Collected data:

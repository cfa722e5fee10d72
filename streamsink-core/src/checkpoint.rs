// streamsink-core/src/checkpoint.rs
//! Contracts between the sink and the host engine's checkpoint mechanism
//!
//! The host drives two capabilities:
//! - `CheckpointedState`: produce serializable state at a barrier and hand it
//!   back after a restart
//! - `CheckpointListener`: learn, asynchronously, that a checkpoint is durable.
//!   Notifications may be delayed, skipped, or coalesced, but never arrive
//!   out of checkpoint-id order for one instance.
//!
//! The host serializes every call to one sink instance; all methods take
//! `&mut self`.

use serde::{Deserialize, Serialize};

use crate::error::Result;
use crate::store::TxnId;

/// Host-assigned checkpoint id, monotonically increasing per job
pub type CheckpointId = u64;

/// Produces and restores the state the host persists on the sink's behalf
pub trait CheckpointedState {
    type State;

    /// Called at a checkpoint barrier
    fn snapshot_state(&mut self, checkpoint_id: CheckpointId, timestamp: i64) -> Result<Self::State>;

    /// Called after a restart, before any event is written.
    /// `None` when no state was ever snapshotted for this instance.
    fn restore_state(&mut self, state: Option<Self::State>) -> Result<()>;
}

/// Receives confirmation that a previously snapshotted checkpoint is durable
pub trait CheckpointListener {
    fn notify_checkpoint_complete(&mut self, checkpoint_id: CheckpointId) -> Result<()>;
}

/// What the sink may ask the host about the running job
pub trait RuntimeContext: Send + Sync {
    fn is_checkpointing_enabled(&self) -> bool;

    /// Human-readable name of the task, used as a log prefix
    fn task_name(&self) -> String;
}

/// Fixed answers, for hosts without a richer context and for tests
#[derive(Debug, Clone, PartialEq, Eq)]
pub struct StaticRuntimeContext {
    pub checkpointing_enabled: bool,
    pub task_name: String,
}

impl StaticRuntimeContext {
    pub fn new(task_name: impl Into<String>, checkpointing_enabled: bool) -> Self {
        StaticRuntimeContext {
            checkpointing_enabled,
            task_name: task_name.into(),
        }
    }
}

impl RuntimeContext for StaticRuntimeContext {
    fn is_checkpointing_enabled(&self) -> bool {
        self.checkpointing_enabled
    }

    fn task_name(&self) -> String {
        self.task_name.clone()
    }
}

/// Snapshot payload: ids of transactions still awaiting commit, oldest first
///
/// This is the only state the host persists for the sink. It must be handed
/// back to `restore_state` unchanged. The nil id marks an empty slot and is
/// skipped on restore.
#[derive(Debug, Clone, Default, PartialEq, Eq, Serialize, Deserialize)]
#[serde(transparent)]
pub struct PendingTransactions(Vec<TxnId>);

impl PendingTransactions {
    pub fn new(ids: Vec<TxnId>) -> Self {
        PendingTransactions(ids)
    }

    pub fn empty() -> Self {
        PendingTransactions(Vec::new())
    }

    pub fn ids(&self) -> &[TxnId] {
        &self.0
    }

    pub fn into_ids(self) -> Vec<TxnId> {
        self.0
    }

    pub fn len(&self) -> usize {
        self.0.len()
    }

    pub fn is_empty(&self) -> bool {
        self.0.is_empty()
    }

    /// Merge the states of several instances (e.g. after a scale-in)
    pub fn merge(states: impl IntoIterator<Item = PendingTransactions>) -> Self {
        PendingTransactions(states.into_iter().flat_map(|s| s.0).collect())
    }

    /// Opaque bytes for hosts that persist raw blobs
    pub fn to_bytes(&self) -> Result<Vec<u8>> {
        Ok(bincode::serialize(self)?)
    }

    pub fn from_bytes(bytes: &[u8]) -> Result<Self> {
        Ok(bincode::deserialize(bytes)?)
    }
}

impl From<Vec<TxnId>> for PendingTransactions {
    fn from(ids: Vec<TxnId>) -> Self {
        PendingTransactions(ids)
    }
}
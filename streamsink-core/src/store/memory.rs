// store/memory.rs
//! Pure in-memory event store for fast testing
//!
//! Implements the store client traits on top of a shared `HashMap` state.
//! Every writer and transaction handle created from one `MemoryStore` sees
//! the same state, so a sink can be dropped and rebuilt against the same
//! store to simulate a process restart.
//!
//! Besides the store semantics it offers fault injection (rejected writes,
//! failing commits, expired transactions) and inspection helpers for tests.
//!
//! # Examples
//!
//! ```rust
//! use streamsink_core::store::{EventStore, MemoryStore};
//! use streamsink_core::{StreamId, TxnConfig};
//!
//! let store = MemoryStore::new();
//! let stream = StreamId::new("scope", "events");
//! let mut writer = store.create_writer(&stream).unwrap();
//!
//! let mut txn = writer.begin_txn(&TxnConfig::default()).unwrap();
//! txn.write_event("key", b"hello".to_vec()).unwrap();
//! txn.commit().unwrap();
//!
//! assert_eq!(store.committed_events(&stream).len(), 1);
//! ```

use std::collections::{HashMap, HashSet};
use std::sync::Arc;
use std::time::Instant;

use parking_lot::Mutex;

use crate::config::{StreamId, TxnConfig};
use crate::error::{Result, SinkError};

use super::{
    EventStore, EventStreamWriter, StoredEvent, Transaction, TransactionStatus, TxnId, WriteAck,
    WriteCompleter,
};

/// When direct (non-transactional) writes are acknowledged
#[derive(Debug, Clone, Copy, PartialEq, Eq)]
pub enum AckPolicy {
    /// Acknowledge inside `write_event`
    Immediate,
    /// Hold acknowledgements until the writer is flushed
    OnFlush,
}

impl Default for AckPolicy {
    fn default() -> Self {
        AckPolicy::Immediate
    }
}

struct TxnRecord {
    stream: StreamId,
    status: TransactionStatus,
    /// Written but not yet flushed
    buffered: Vec<StoredEvent>,
    /// Flushed, invisible until commit
    durable: Vec<StoredEvent>,
    deadline: Instant,
    expired: bool,
}

impl TxnRecord {
    /// Apply the store-side timeout lazily
    fn refresh(&mut self) {
        if self.status == TransactionStatus::Open && Instant::now() >= self.deadline {
            self.expire();
        }
    }

    fn expire(&mut self) {
        self.status = TransactionStatus::Aborted;
        self.expired = true;
        self.buffered.clear();
        self.durable.clear();
    }

    fn not_open(&self, id: TxnId) -> SinkError {
        if self.expired {
            SinkError::TransactionExpired(id)
        } else {
            SinkError::TransactionNotOpen {
                id,
                status: self.status,
            }
        }
    }
}

#[derive(Default)]
struct Faults {
    fail_write_at: HashSet<usize>,
    fail_commit: HashSet<TxnId>,
    fail_begin: bool,
    fail_abort: bool,
    fail_close: bool,
}

#[derive(Default)]
struct StoreState {
    streams: HashMap<StreamId, Vec<StoredEvent>>,
    txns: HashMap<TxnId, TxnRecord>,
    commit_order: Vec<TxnId>,
    direct_writes: usize,
    ack_policy: AckPolicy,
    faults: Faults,
    open_writers: usize,
}

impl StoreState {
    fn record_mut(&mut self, id: TxnId) -> Result<&mut TxnRecord> {
        let record = self
            .txns
            .get_mut(&id)
            .ok_or(SinkError::TransactionNotFound(id))?;
        record.refresh();
        Ok(record)
    }
}

/// In-memory event store (testing)
#[derive(Clone, Default)]
pub struct MemoryStore {
    state: Arc<Mutex<StoreState>>,
}

impl MemoryStore {
    /// Create a new empty in-memory store
    pub fn new() -> Self {
        Self::default()
    }

    pub fn with_ack_policy(policy: AckPolicy) -> Self {
        let store = Self::new();
        store.set_ack_policy(policy);
        store
    }

    pub fn set_ack_policy(&self, policy: AckPolicy) {
        self.state.lock().ack_policy = policy;
    }

    // ========================================================================
    // FAULT INJECTION
    // ========================================================================

    /// Reject the n-th direct write (1-based, counted across all writers)
    pub fn fail_write_at(&self, n: usize) {
        self.state.lock().faults.fail_write_at.insert(n);
    }

    /// Make `commit` of the given transaction fail
    pub fn fail_commit(&self, id: TxnId) {
        self.state.lock().faults.fail_commit.insert(id);
    }

    pub fn fail_begin(&self, fail: bool) {
        self.state.lock().faults.fail_begin = fail;
    }

    pub fn fail_abort(&self, fail: bool) {
        self.state.lock().faults.fail_abort = fail;
    }

    pub fn fail_close(&self, fail: bool) {
        self.state.lock().faults.fail_close = fail;
    }

    /// Time out an open transaction now
    pub fn expire(&self, id: TxnId) {
        if let Some(record) = self.state.lock().txns.get_mut(&id) {
            if record.status == TransactionStatus::Open {
                record.expire();
            }
        }
    }

    /// Overwrite the status of a transaction (e.g. to simulate an in-progress commit)
    pub fn force_status(&self, id: TxnId, status: TransactionStatus) {
        if let Some(record) = self.state.lock().txns.get_mut(&id) {
            record.status = status;
        }
    }

    // ========================================================================
    // INSPECTION
    // ========================================================================

    /// Events visible to readers of the stream, in commit order
    pub fn committed_events(&self, stream: &StreamId) -> Vec<StoredEvent> {
        self.state
            .lock()
            .streams
            .get(stream)
            .cloned()
            .unwrap_or_default()
    }

    /// Transactions in the order they were committed
    pub fn commit_order(&self) -> Vec<TxnId> {
        self.state.lock().commit_order.clone()
    }

    pub fn status_of(&self, id: TxnId) -> Option<TransactionStatus> {
        let mut state = self.state.lock();
        state.txns.get_mut(&id).map(|record| {
            record.refresh();
            record.status
        })
    }

    /// Ids of all transactions still open
    pub fn open_transactions(&self) -> Vec<TxnId> {
        let mut state = self.state.lock();
        let mut open: Vec<TxnId> = state
            .txns
            .iter_mut()
            .filter_map(|(id, record)| {
                record.refresh();
                (record.status == TransactionStatus::Open).then_some(*id)
            })
            .collect();
        open.sort();
        open
    }

    /// Number of flushed (durable but invisible) events in a transaction
    pub fn durable_event_count(&self, id: TxnId) -> usize {
        self.state
            .lock()
            .txns
            .get(&id)
            .map(|record| record.durable.len())
            .unwrap_or(0)
    }

    /// Stream writers created and not yet closed
    pub fn open_writers(&self) -> usize {
        self.state.lock().open_writers
    }
}

impl EventStore for MemoryStore {
    fn create_writer(&self, stream: &StreamId) -> Result<Box<dyn EventStreamWriter>> {
        let mut state = self.state.lock();
        state.streams.entry(stream.clone()).or_default();
        state.open_writers += 1;

        Ok(Box::new(MemoryStreamWriter {
            stream: stream.clone(),
            state: Arc::clone(&self.state),
            unacked: Vec::new(),
            closed: false,
        }))
    }
}

struct UnackedWrite {
    seq: usize,
    event: StoredEvent,
    completer: WriteCompleter,
    rejected: bool,
}

struct MemoryStreamWriter {
    stream: StreamId,
    state: Arc<Mutex<StoreState>>,
    unacked: Vec<UnackedWrite>,
    closed: bool,
}

impl MemoryStreamWriter {
    fn ensure_open(&self) -> Result<()> {
        if self.closed {
            return Err(SinkError::StoreClosed);
        }
        Ok(())
    }
}

fn rejected_write(n: usize) -> SinkError {
    SinkError::WriteRejected(format!("injected failure for write #{}", n))
}

impl EventStreamWriter for MemoryStreamWriter {
    fn write_event(&mut self, routing_key: &str, payload: Vec<u8>) -> WriteAck {
        if self.closed {
            return WriteAck::ready(Err(SinkError::StoreClosed));
        }

        let mut state = self.state.lock();
        state.direct_writes += 1;
        let n = state.direct_writes;
        let rejected = state.faults.fail_write_at.contains(&n);
        let event = StoredEvent::new(routing_key, payload);

        match state.ack_policy {
            AckPolicy::Immediate => {
                if rejected {
                    return WriteAck::ready(Err(rejected_write(n)));
                }
                state.streams.entry(self.stream.clone()).or_default().push(event);
                WriteAck::ready(Ok(()))
            }
            AckPolicy::OnFlush => {
                let (completer, ack) = WriteAck::pending();
                self.unacked.push(UnackedWrite {
                    seq: n,
                    event,
                    completer,
                    rejected,
                });
                ack
            }
        }
    }

    fn flush(&mut self) -> Result<()> {
        self.ensure_open()?;

        let mut state = self.state.lock();
        for write in self.unacked.drain(..) {
            if write.rejected {
                write.completer.complete(Err(rejected_write(write.seq)));
            } else {
                state.streams.entry(self.stream.clone()).or_default().push(write.event);
                write.completer.complete(Ok(()));
            }
        }
        Ok(())
    }

    fn begin_txn(&mut self, config: &TxnConfig) -> Result<Box<dyn Transaction>> {
        self.ensure_open()?;

        let mut state = self.state.lock();
        if state.faults.fail_begin {
            return Err(SinkError::WriteRejected("injected failure opening transaction".to_string()));
        }

        let id = TxnId::new();
        state.txns.insert(
            id,
            TxnRecord {
                stream: self.stream.clone(),
                status: TransactionStatus::Open,
                buffered: Vec::new(),
                durable: Vec::new(),
                deadline: Instant::now() + config.timeout(),
                expired: false,
            },
        );

        Ok(Box::new(MemoryTransaction {
            id,
            state: Arc::clone(&self.state),
        }))
    }

    fn get_txn(&mut self, id: TxnId) -> Result<Box<dyn Transaction>> {
        self.ensure_open()?;

        if !self.state.lock().txns.contains_key(&id) {
            return Err(SinkError::TransactionNotFound(id));
        }
        Ok(Box::new(MemoryTransaction {
            id,
            state: Arc::clone(&self.state),
        }))
    }

    fn close(&mut self) -> Result<()> {
        if self.closed {
            return Ok(());
        }
        self.closed = true;
        // Unflushed acks resolve as StoreClosed when their completers drop
        self.unacked.clear();

        let mut state = self.state.lock();
        state.open_writers = state.open_writers.saturating_sub(1);
        if state.faults.fail_close {
            return Err(SinkError::Io(std::io::Error::new(
                std::io::ErrorKind::BrokenPipe,
                "injected failure closing writer",
            )));
        }
        Ok(())
    }
}

struct MemoryTransaction {
    id: TxnId,
    state: Arc<Mutex<StoreState>>,
}

impl Transaction for MemoryTransaction {
    fn id(&self) -> TxnId {
        self.id
    }

    fn write_event(&mut self, routing_key: &str, payload: Vec<u8>) -> Result<()> {
        let id = self.id;
        let mut state = self.state.lock();
        let record = state.record_mut(id)?;
        if record.status != TransactionStatus::Open {
            return Err(record.not_open(id));
        }
        record.buffered.push(StoredEvent::new(routing_key, payload));
        Ok(())
    }

    fn flush(&mut self) -> Result<()> {
        let id = self.id;
        let mut state = self.state.lock();
        let record = state.record_mut(id)?;
        if record.status != TransactionStatus::Open {
            return Err(record.not_open(id));
        }
        let buffered = std::mem::take(&mut record.buffered);
        record.durable.extend(buffered);
        Ok(())
    }

    fn commit(&mut self) -> Result<()> {
        let id = self.id;
        let mut state = self.state.lock();
        if state.faults.fail_commit.contains(&id) {
            return Err(SinkError::WriteRejected(format!(
                "injected failure committing transaction {}",
                id
            )));
        }

        let record = state.record_mut(id)?;
        match record.status {
            TransactionStatus::Open => {}
            TransactionStatus::Committing | TransactionStatus::Committed => return Ok(()),
            _ => return Err(record.not_open(id)),
        }

        record.status = TransactionStatus::Committed;
        let mut events = std::mem::take(&mut record.durable);
        events.append(&mut record.buffered);
        let stream = record.stream.clone();

        state.streams.entry(stream).or_default().extend(events);
        state.commit_order.push(id);
        Ok(())
    }

    fn abort(&mut self) -> Result<()> {
        let id = self.id;
        let mut state = self.state.lock();
        if state.faults.fail_abort {
            return Err(SinkError::WriteRejected(format!(
                "injected failure aborting transaction {}",
                id
            )));
        }

        let record = state.record_mut(id)?;
        match record.status {
            TransactionStatus::Open | TransactionStatus::Aborting => {
                record.status = TransactionStatus::Aborted;
                record.buffered.clear();
                record.durable.clear();
                Ok(())
            }
            TransactionStatus::Aborted => Ok(()),
            status => Err(SinkError::TransactionNotOpen { id, status }),
        }
    }

    fn check_status(&self) -> Result<TransactionStatus> {
        let mut state = self.state.lock();
        Ok(state.record_mut(self.id)?.status)
    }
}
use anyhow::Context;
use clap::{CommandFactory, Parser, ValueHint};
use clap_complete::{generate as generate_completion, Shell};
use std::path::PathBuf;
use unicode_blocks::{source, PointInput, QueryEngine};

mod logging;
mod render;

#[derive(Debug, Parser)]
#[command(
    about = "Print characters in UTF-32BE, UTF-16LE and UTF-8, and unicode ranges",
    version
)]
pub struct Opt {
    /// Print the list of unicode blocks
    #[arg(long, short = 'l')]
    list: bool,

    /// Print all characters inside a specific unicode BLOCK
    #[arg(long, short = 'b', value_name = "BLOCK")]
    block: Option<usize>,

    /// Print the hexadecimal UNICODE code point in decimal,
    /// UTF-32BE, UTF-8 and UTF-16LE
    #[arg(long, short = 'u', value_name = "UNICODE")]
    unicode: Option<String>,

    /// Print the DECIMAL code point in UTF-32BE, UTF-8 and UTF-16LE
    #[arg(long, short = 'd', value_name = "DECIMAL")]
    decimal: Option<u32>,

    /// Where to find Blocks.txt.  It will be downloaded to this
    /// location if it does not exist yet.
    #[arg(long, value_parser, value_hint = ValueHint::FilePath)]
    blocks_file: Option<PathBuf>,

    /// Where to download Blocks.txt from
    #[arg(long, default_value = source::BLOCKS_URL, value_hint = ValueHint::Url)]
    blocks_url: String,

    /// Generate shell completion information and exit
    #[arg(long, value_name = "SHELL", value_parser)]
    shell_completion: Option<Shell>,

    /// Print the input CHARACTERS as decimal, UTF-32BE, UTF-8 and UTF-16LE
    #[arg(value_name = "CHARACTERS")]
    characters: Vec<String>,
}

impl Opt {
    /// The point lookups that were requested, in the order that
    /// they are reported
    fn point_inputs(&self) -> Vec<PointInput> {
        let mut inputs = vec![];
        if let Some(hex) = &self.unicode {
            inputs.push(PointInput::Hex(hex.clone()));
        }
        if let Some(decimal) = self.decimal {
            inputs.push(PointInput::Decimal(decimal));
        }
        for chars in &self.characters {
            inputs.push(PointInput::Characters(chars.clone()));
        }
        inputs
    }

    fn blocks_path(&self) -> PathBuf {
        self.blocks_file
            .clone()
            .unwrap_or_else(source::default_blocks_path)
    }
}

fn terminate_with_error_message(err: &str) -> ! {
    log::error!("{}; terminating", err);
    std::process::exit(1);
}

fn terminate_with_error(err: anyhow::Error) -> ! {
    terminate_with_error_message(&format!("{:#}", err));
}

fn main() {
    if let Err(e) = run() {
        terminate_with_error(e);
    }
}

fn run() -> anyhow::Result<()> {
    logging::setup_logger();

    let opts = Opt::parse();

    if let Some(shell) = opts.shell_completion {
        let mut cmd = Opt::command();
        let name = cmd.get_name().to_string();
        generate_completion(shell, &mut cmd, name, &mut std::io::stdout());
        return Ok(());
    }

    let inputs = opts.point_inputs();
    if !opts.list && opts.block.is_none() && inputs.is_empty() {
        Opt::command().print_help()?;
        return Ok(());
    }

    let path = opts.blocks_path();
    let table = source::load(&path, &opts.blocks_url)
        .with_context(|| format!("loading unicode blocks from {}", path.display()))?;
    let engine = QueryEngine::new(&table);

    let stdout = std::io::stdout();

    if opts.list {
        render::write_block_list(stdout.lock(), engine.list_blocks())?;
    }

    if let Some(index) = opts.block {
        let (block, records) = engine.expand_block(index)?;
        render::write_block(stdout.lock(), block, records)?;
    }

    if !inputs.is_empty() {
        let records = engine.lookup(&inputs)?;
        render::write_lookup(stdout.lock(), &records)?;
    }

    Ok(())
}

*Exercise objective*: Copy out the entries exactly. Begin at the first line and end with the line that has "and hand it".

*Task solution*:
repository cfa722e5fee10d72
filename streamsink-core/src/checkpoint.rs
// streamsink-core/src/checkpoint.rs
//! Contracts between the sink and the host engine's checkpoint mechanism
//!
//! The host drives two capabilities:
//! - `CheckpointedState`: produce serializable state at a barrier and hand it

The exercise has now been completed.